Il programma del carnevale budriese è arricchito dai veglioni organizzati nel Teatro Consorziale. Il primo, chiamato Veglione dei Fiori, è l’occasione per vestirsi in modo elegante e per immergersi in un teatro addobbato – nei palchi e nel proscenio – con fiori bianchi. Il martedì grasso, per concludere i festeggiamenti, si svolge il Veglione delle Maschere: popolare e divertente. Entrambi gli appuntamenti sono rallegrati dalla musica: orchestre e noti cantanti – tra cui non si possono dimenticare Fred Buscaglione, Perez Prado, Nilla Pizzi, Carla Boni e Gina Latilla – animano le serate dei budriese, pronti a godersi ogni minuto.


LE MASCHERE BUDRIESI
La storia di Budrio è contraddistinta anche dalla nascita di due maschere, cioè personaggi emblematici e caricaturali nati dalla creatività, dall’umorismo e dalla satira popolari. La prima è quella del Dottor Campanazzo da Budrio, che incarna una delle più antiche raffigurazioni del tipico Dottore Bolognese, ideato dalla Commedia dell’Arte, a volte esperto di legge e in altri casi di medicina. L’eloquenza ostentata e noiosa, utilizzata per circuire le persone in difficoltà è il tratto caratteriale di un personaggio spesso aggredito, anche fisicamente, dalle sue vittime. Nella prima metà del 1500 il Dottor Campanazzo è rappresentato nelle piazze. Attraverso un lungo susseguirsi di interpretazioni da parte di molti comici, la maschera budriese trova spazio nelle corti principesche, davanti ad un pubblico culturalmente preparato. La maschera del Dottore assume vari nomi, tra cui quello di Campanazzo da Budrio è (insieme a Graziano) il più antico. Dall’evoluzione degli appellativi di questo personaggio scaturirà poi il famoso Dottor Balanzone.

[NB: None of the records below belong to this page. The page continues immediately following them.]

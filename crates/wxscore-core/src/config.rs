use std::fs;
use std::path::{Path, PathBuf};

use serde::Deserialize;
use wxscore_parser::{FieldParsing, FilenamePolicy};

use crate::error::{PipelineError, Result};
use crate::outputs::DEFAULT_OUTPUT_FILENAME;
use crate::scorer::IncompleteRowPolicy;

pub const DEFAULT_MODEL_FILENAME: &str = "logistic_regression_model.json";

/// Environment variables read by [`PipelineConfig::apply_env`].
pub const ENV_INPUT_FOLDER: &str = "WXSCORE_INPUT_FOLDER";
pub const ENV_MODEL_FOLDER: &str = "WXSCORE_MODEL_FOLDER";
pub const ENV_MODEL_FILENAME: &str = "WXSCORE_MODEL_FILENAME";
pub const ENV_OUTPUT_FILENAME: &str = "WXSCORE_OUTPUT_FILENAME";

#[derive(Debug, Clone, PartialEq, Deserialize)]
#[serde(default, deny_unknown_fields)]
pub struct PipelineConfig {
    /// Directory of `<YYYYMMDDHHMMSS>.csv` observation files.
    pub input_folder: PathBuf,
    /// Holds the classifier artifact; predictions are written here too.
    pub model_folder: PathBuf,
    pub model_filename: String,
    pub output_filename: String,
    pub filename_policy: FilenamePolicy,
    pub field_parsing: FieldParsing,
    pub incomplete_rows: IncompleteRowPolicy,
}

impl Default for PipelineConfig {
    fn default() -> Self {
        Self {
            input_folder: PathBuf::new(),
            model_folder: PathBuf::from("."),
            model_filename: DEFAULT_MODEL_FILENAME.to_string(),
            output_filename: DEFAULT_OUTPUT_FILENAME.to_string(),
            filename_policy: FilenamePolicy::default(),
            field_parsing: FieldParsing::default(),
            incomplete_rows: IncompleteRowPolicy::default(),
        }
    }
}

impl PipelineConfig {
    pub fn new(input_folder: impl Into<PathBuf>, model_folder: impl Into<PathBuf>) -> Self {
        Self {
            input_folder: input_folder.into(),
            model_folder: model_folder.into(),
            ..Self::default()
        }
    }

    pub fn from_toml_str(content: &str) -> Result<Self> {
        toml::from_str(content).map_err(|err| PipelineError::Config(err.to_string()))
    }

    pub fn from_file(path: &Path) -> Result<Self> {
        let content = fs::read_to_string(path)
            .map_err(|err| PipelineError::Config(format!("failed to read {path:?}: {err}")))?;
        toml::from_str(&content).map_err(|err| PipelineError::Config(format!("{path:?}: {err}")))
    }

    /// Overrides path settings from `WXSCORE_*` variables, as returned by
    /// `lookup`. Empty values are ignored.
    pub fn apply_env(&mut self, lookup: impl Fn(&str) -> Option<String>) {
        let get = |key: &str| lookup(key).filter(|value| !value.trim().is_empty());
        if let Some(value) = get(ENV_INPUT_FOLDER) {
            self.input_folder = PathBuf::from(value);
        }
        if let Some(value) = get(ENV_MODEL_FOLDER) {
            self.model_folder = PathBuf::from(value);
        }
        if let Some(value) = get(ENV_MODEL_FILENAME) {
            self.model_filename = value;
        }
        if let Some(value) = get(ENV_OUTPUT_FILENAME) {
            self.output_filename = value;
        }
    }

    pub fn validate(&self) -> Result<()> {
        if self.input_folder.as_os_str().is_empty() {
            return Err(PipelineError::Config("input_folder is not set".to_string()));
        }
        for (key, value) in [
            ("model_filename", &self.model_filename),
            ("output_filename", &self.output_filename),
        ] {
            if value.trim().is_empty() {
                return Err(PipelineError::Config(format!("{key} is empty")));
            }
            if Path::new(value).components().count() != 1 {
                return Err(PipelineError::Config(format!(
                    "{key} must be a bare file name, got '{value}'"
                )));
            }
        }
        Ok(())
    }

    pub fn model_path(&self) -> PathBuf {
        self.model_folder.join(&self.model_filename)
    }

    pub fn output_path(&self) -> PathBuf {
        self.model_folder.join(&self.output_filename)
    }
}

Nel corso del 1600 il budriese Francesco Rivani si distingue come grande interprete del Dottor Campanazzo. Rivani allieta la Corte Imperiale di Vienna, si reca a Torino e in molte altre località europee ed italiane. Il budriese (morto nel 1620) è autore di commedie e attore capace di acquisire una fama notevole. Rivani attribuisce al Dottore una fisionomia più completa, che lo caratterizzerà anche nei secoli successivi.
L’altra maschera nata a Budrio è molto più recente. Per un veglione del Carnevale del 1950, il medico budriese Ferruccio Cantelli offre una dimostrazione delle sue doti di poeta (in particolare dialettale), componendo una narcisata per una breve rappresentazione, in cui compare per la prima volta una nuova maschera: il Dottore dell’Ocarina (al Dutòur dl’Ucarina). Accanto a Narciso e al Dottor Balanzone entra in scena proprio il Dottore dell’Ocarina, che dà un annuncio davvero importante: l’ocarina vuole a tutti i costi imitare la chitarra e ha deciso, come quest’ultima, di diventare elettrica.